When you find the word "Highest" in a line of the entries, please copy the whole line.

Recorded data:
BEGIN
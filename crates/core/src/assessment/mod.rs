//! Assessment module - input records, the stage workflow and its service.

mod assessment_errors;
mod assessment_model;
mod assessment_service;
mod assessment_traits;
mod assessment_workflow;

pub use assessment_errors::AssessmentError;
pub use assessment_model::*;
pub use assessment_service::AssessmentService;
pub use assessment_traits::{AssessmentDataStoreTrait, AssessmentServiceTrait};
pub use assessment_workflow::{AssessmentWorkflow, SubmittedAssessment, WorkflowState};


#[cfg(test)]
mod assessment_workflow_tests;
END
BEGIN
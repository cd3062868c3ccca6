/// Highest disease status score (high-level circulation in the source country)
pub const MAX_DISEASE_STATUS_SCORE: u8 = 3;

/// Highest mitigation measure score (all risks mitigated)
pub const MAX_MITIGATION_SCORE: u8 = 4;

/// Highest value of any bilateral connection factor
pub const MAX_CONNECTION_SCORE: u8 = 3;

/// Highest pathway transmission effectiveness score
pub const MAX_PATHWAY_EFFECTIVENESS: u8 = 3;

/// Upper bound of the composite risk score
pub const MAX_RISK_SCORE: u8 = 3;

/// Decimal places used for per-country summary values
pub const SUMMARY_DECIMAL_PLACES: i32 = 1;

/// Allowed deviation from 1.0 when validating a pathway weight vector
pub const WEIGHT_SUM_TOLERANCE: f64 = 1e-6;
END
:: Exercise output ::
/// Highest disease status score (high-level circulation in the source country)
/// Highest mitigation measure score (all risks mitigated)
/// Highest value of any bilateral connection factor
/// Highest pathway transmission effectiveness score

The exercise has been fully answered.